# Solved: Safari problem



## bluebunner (Sep 19, 2013)

*safari quit unexpectely while using librooksbas.dylib plug-in*

This is the message I get when attempting to open safari on my applemac.

Safari starts to open but quickly closes and I get this message in a textbox. I'm asked to Ingnore, Report or Reopen. When I reopen the same message appears.

Internet is working fine and emails coming in.

Can you help or is there another browser I can use, if so how do I get it onto the applemac?

Thanks


----------



## Headrush (Feb 9, 2005)

Do you have Rapport plugin installed?

http://www.trusteer.com/support/uninstalling-rapport-mac-os-x


----------



## bluebunner (Sep 19, 2013)

Hi and many many thanks for sorting this out for me.

It took me a while to locate the Rapport but when I did it was quite simple to turn it off.

Excellent forum and I will defo use again.

Full marks to Headrush


----------



## woodyphotog (Oct 10, 2013)

I am having the same problem but cannot find Rapport anywhere.

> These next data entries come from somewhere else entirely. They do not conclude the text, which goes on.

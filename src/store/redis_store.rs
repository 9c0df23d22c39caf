// SPDX-License-Identifier: AGPL-3.0-or-later
//
// Copyright (C) 2026 Relational Network

//! Redis/Valkey-backed revocation store.
//!
//! Each record is a plain string key `prefix + token_id` holding the user id,
//! written with `SET .. EX ttl` so Redis drops it when the token would have
//! expired anyway. A missing key is reported as [`StoreError::NotFound`].

use std::future::Future;
use std::time::Duration;

use async_trait::async_trait;
use redis::aio::ConnectionManager;
use redis::AsyncCommands;

use super::{RevocationStore, StoreError, DEFAULT_RECORD_TTL};
use crate::models::UserId;

/// Upper bound for a single Redis round-trip.
pub const DEFAULT_OPERATION_TIMEOUT: Duration = Duration::from_secs(2);

/// [`RevocationStore`] over a shared Redis connection.
///
/// `ConnectionManager` multiplexes one connection and reconnects on failure;
/// cloning it is cheap and clones can be used concurrently, so the store
/// needs no locking of its own.
#[derive(Clone)]
pub struct RedisStore {
    connection: ConnectionManager,
    prefix: String,
    ttl: Duration,
    operation_timeout: Duration,
}

impl RedisStore {
    /// Wrap an existing connection manager.
    ///
    /// The `prefix` is normalized to always end with `:`.
    pub fn new(connection: ConnectionManager, prefix: impl Into<String>) -> Self {
        Self {
            connection,
            prefix: normalize_prefix(prefix.into()),
            ttl: DEFAULT_RECORD_TTL,
            operation_timeout: DEFAULT_OPERATION_TIMEOUT,
        }
    }

    /// Connect to `redis_url` (e.g. `redis://127.0.0.1:6379/`).
    pub async fn connect(redis_url: &str, prefix: impl Into<String>) -> Result<Self, StoreError> {
        let client = redis::Client::open(redis_url)?;
        let connection = client.get_connection_manager().await?;
        Ok(Self::new(connection, prefix))
    }

    /// Override the record TTL. Values under one second are rounded up.
    pub fn with_ttl(mut self, ttl: Duration) -> Self {
        self.ttl = ttl;
        self
    }

    pub fn with_operation_timeout(mut self, timeout: Duration) -> Self {
        self.operation_timeout = timeout;
        self
    }

    fn key(&self, token_id: &str) -> String {
        format!("{}{}", self.prefix, token_id)
    }

    fn ttl_seconds(&self) -> u64 {
        ttl_seconds(self.ttl)
    }

    async fn bounded<T, F>(&self, operation: F) -> Result<T, StoreError>
    where
        F: Future<Output = Result<T, redis::RedisError>>,
    {
        match tokio::time::timeout(self.operation_timeout, operation).await {
            Ok(result) => result.map_err(StoreError::from),
            Err(_) => Err(StoreError::Timeout(self.operation_timeout)),
        }
    }
}

fn normalize_prefix(mut prefix: String) -> String {
    if !prefix.ends_with(':') {
        prefix.push(':');
    }
    prefix
}

/// `EX` takes whole seconds and rejects zero.
fn ttl_seconds(ttl: Duration) -> u64 {
    let secs = ttl.as_secs();
    if ttl.subsec_nanos() > 0 {
        secs.saturating_add(1)
    } else {
        secs.max(1)
    }
}

#[async_trait]
impl RevocationStore for RedisStore {
    async fn save(&self, token_id: &str, user_id: UserId) -> Result<(), StoreError> {
        let key = self.key(token_id);
        let ttl = self.ttl_seconds();
        let mut connection = self.connection.clone();

        self.bounded(async move {
            let mut set = redis::cmd("SET");
            set.arg(key).arg(user_id.0).arg("EX").arg(ttl);
            let reply: Result<(), redis::RedisError> = set.query_async(&mut connection).await;
            reply
        })
        .await
    }

    async fn load(&self, token_id: &str) -> Result<UserId, StoreError> {
        let key = self.key(token_id);
        let mut connection = self.connection.clone();

        let value: Option<i64> = self
            .bounded(async move { connection.get(key).await })
            .await?;
        value.map(UserId).ok_or(StoreError::NotFound)
    }

    async fn delete(&self, token_id: &str) -> Result<(), StoreError> {
        let key = self.key(token_id);
        let mut connection = self.connection.clone();

        // DEL reports how many keys went away; revocation does not care.
        let _removed: i64 = self
            .bounded(async move { connection.del(key).await })
            .await?;
        Ok(())
    }
}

What do I do?


----------



## bluebunner (Sep 19, 2013)

Hi woodyphotog, I'm sorry but I can't remember where I found it but it was there, try all the places downloads might go to, I suppose if you download something from the internet and see where that is going it may be the same place?

Once you have uninstalled Rapport if you can't do the next step come back on and I'll try to remember what I did.

best of luck.


----------